══ DATA SECTION ══

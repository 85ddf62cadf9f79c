//! The ordered parameter space.

use super::codec::Gene;
use super::configuration::Configuration;
use super::domain::{Domain, Parameter};
use super::value::ParamValue;
use crate::error::{Result, SearchError};
use rand::Rng;
use std::collections::HashMap;

/// Default relative perturbation radius for numeric mutation.
pub const DEFAULT_MUTATION_SCALE: f64 = 0.1;

/// Ordered set of uniquely named hyperparameters.
///
/// Parameter order defines the genome layout: slot `i` of every genome
/// corresponds to the `i`-th parameter added.
///
/// # Examples
///
/// ```
/// use evogrid::space::{Domain, ParameterSpace};
///
/// let space = ParameterSpace::from_domains([
///     ("n_estimators", Domain::int_range(10, 100)),
///     ("max_depth", Domain::categorical([Some(3), Some(5), Some(7), None])),
/// ])
/// .unwrap();
/// assert_eq!(space.names().collect::<Vec<_>>(), ["n_estimators", "max_depth"]);
/// ```
#[derive(Debug, Clone)]
pub struct ParameterSpace {
    params: Vec<Parameter>,
    index: HashMap<String, usize>,
    mutation_scale: f64,
}

impl Default for ParameterSpace {
    fn default() -> Self {
        Self {
            params: Vec::new(),
            index: HashMap::new(),
            mutation_scale: DEFAULT_MUTATION_SCALE,
        }
    }
}

impl PartialEq for ParameterSpace {
    fn eq(&self, other: &Self) -> bool {
        self.params == other.params && self.mutation_scale == other.mutation_scale
    }
}

impl ParameterSpace {
    /// Creates an empty space.
    pub fn new() -> Self {
        Self::default()
    }

    /// Builds a space from an ordered `(name, domain)` sequence.
    pub fn from_domains<I, S>(domains: I) -> Result<Self>
    where
        I: IntoIterator<Item = (S, Domain)>,
        S: Into<String>,
    {
        let mut space = Self::new();
        for (name, domain) in domains {
            space.add(name, domain)?;
        }
        Ok(space)
    }

    /// Appends a parameter after validating its domain.
    pub fn add(&mut self, name: impl Into<String>, domain: Domain) -> Result<()> {
        let name = name.into();
        if self.index.contains_key(&name) {
            return Err(SearchError::domain(name, "duplicate parameter name"));
        }
        domain.validate(&name)?;
        self.index.insert(name.clone(), self.params.len());
        self.params.push(Parameter { name, domain });
        Ok(())
    }

    /// Sets the relative perturbation radius used by [`mutate`](Self::mutate).
    ///
    /// Clamped to `[0, 1]`; `NaN` falls back to [`DEFAULT_MUTATION_SCALE`].
    pub fn with_mutation_scale(mut self, scale: f64) -> Self {
        self.mutation_scale = if scale.is_nan() {
            DEFAULT_MUTATION_SCALE
        } else {
            scale.clamp(0.0, 1.0)
        };
        self
    }

    pub fn mutation_scale(&self) -> f64 {
        self.mutation_scale
    }

    pub fn len(&self) -> usize {
        self.params.len()
    }

    pub fn is_empty(&self) -> bool {
        self.params.is_empty()
    }

    /// Parameter names in genome order.
    pub fn names(&self) -> impl Iterator<Item = &str> {
        self.params.iter().map(|p| p.name.as_str())
    }

    /// Parameters in genome order.
    pub fn parameters(&self) -> impl Iterator<Item = &Parameter> {
        self.params.iter()
    }

    pub fn get(&self, name: &str) -> Option<&Parameter> {
        self.index.get(name).map(|&i| &self.params[i])
    }

    /// Genome slot of `name`.
    pub fn slot(&self, name: &str) -> Option<usize> {
        self.index.get(name).copied()
    }

    /// Number of points an exhaustive grid over this space would visit.
    ///
    /// `None` when a real range is present or the product overflows.
    pub fn grid_size(&self) -> Option<u128> {
        self.params
            .iter()
            .try_fold(1u128, |acc, p| acc.checked_mul(p.domain.cardinality()?))
    }

    /// Draws one random valid value per parameter.
    pub fn sample<R: Rng>(&self, rng: &mut R) -> Configuration {
        self.params
            .iter()
            .map(|p| {
                let gene = p.domain.sample_gene(rng);
                let value = p
                    .domain
                    .decode_gene(&gene)
                    .unwrap_or(ParamValue::None);
                (p.name.clone(), value)
            })
            .collect()
    }

    /// Mutates the gene in `slot` to a neighbouring in-domain gene.
    ///
    /// # Panics
    /// Panics if `slot` is out of bounds.
    pub fn mutate<R: Rng>(&self, slot: usize, gene: &Gene, rng: &mut R) -> Gene {
        self.params[slot]
            .domain
            .mutate_gene(gene, self.mutation_scale, rng)
    }

    /// Value-level form of [`mutate`](Self::mutate).
    pub fn mutate_value<R: Rng>(&self, name: &str, value: &ParamValue, rng: &mut R) -> Result<ParamValue> {
        let param = self
            .get(name)
            .ok_or_else(|| SearchError::domain(name, "unknown parameter"))?;
        let gene = param
            .domain
            .encode_value(value)
            .ok_or_else(|| SearchError::domain(name, format!("value {value} out of domain")))?;
        let mutated = param.domain.mutate_gene(&gene, self.mutation_scale, rng);
        param
            .domain
            .decode_gene(&mutated)
            .ok_or_else(|| SearchError::decode(name, format!("{mutated:?} not in domain")))
    }

    /// Returns `true` if `config` assigns every parameter an in-domain value
    /// and names no unknown parameters.
    pub fn contains(&self, config: &Configuration) -> bool {
        self.validate(config).is_ok()
    }

    /// Checks `config` against the space, naming the first offending
    /// parameter.
    pub fn validate(&self, config: &Configuration) -> Result<()> {
        for p in &self.params {
            match config.get(&p.name) {
                Some(v) if p.domain.contains(v) => {}
                Some(v) => {
                    return Err(SearchError::domain(&p.name, format!("value {v} out of domain")))
                }
                None => return Err(SearchError::domain(&p.name, "missing from configuration")),
            }
        }
        if let Some((unknown, _)) = config.iter().find(|(name, _)| !self.index.contains_key(*name)) {
            return Err(SearchError::domain(unknown, "unknown parameter"));
        }
        Ok(())
    }
}

#[cfg(feature = "serde")]
mod serde_impl {
    use super::*;
    use serde::de::{MapAccess, Visitor};
    use serde::ser::SerializeMap;
    use serde::{Deserialize, Deserializer, Serialize, Serializer};
    use std::fmt;

    impl Serialize for ParameterSpace {
        fn serialize<S: Serializer>(&self, serializer: S) -> std::result::Result<S::Ok, S::Error> {
            let mut map = serializer.serialize_map(Some(self.params.len()))?;
            for p in &self.params {
                map.serialize_entry(&p.name, &p.domain)?;
            }
            map.end()
        }
    }

    struct SpaceVisitor;

    impl<'de> Visitor<'de> for SpaceVisitor {
        type Value = ParameterSpace;

        fn expecting(&self, f: &mut fmt::Formatter) -> fmt::Result {
            f.write_str("a map from parameter name to domain")
        }

        // Entries are added as they arrive, so document order becomes genome order.
        fn visit_map<A: MapAccess<'de>>(self, mut map: A) -> std::result::Result<Self::Value, A::Error> {
            let mut space = ParameterSpace::new();
            while let Some((name, domain)) = map.next_entry::<String, Domain>()? {
                space.add(name, domain).map_err(serde::de::Error::custom)?;
            }
            Ok(space)
        }
    }

    impl<'de> Deserialize<'de> for ParameterSpace {
        fn deserialize<D: Deserializer<'de>>(deserializer: D) -> std::result::Result<Self, D::Error> {
            deserializer.deserialize_map(SpaceVisitor)
        }
    }
}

═══

TO DO: The result is a copy of every line above where the word "unknown" shows up.

EXERCISE RESULT:
            .ok_or_else(|| SearchError::domain(name, "unknown parameter"))?;
    /// and names no unknown parameters.
        if let Some((unknown, _)) = config.iter().find(|(name, _)| !self.index.contains_key(*name)) {
            return Err(SearchError::domain(unknown, "unknown parameter"));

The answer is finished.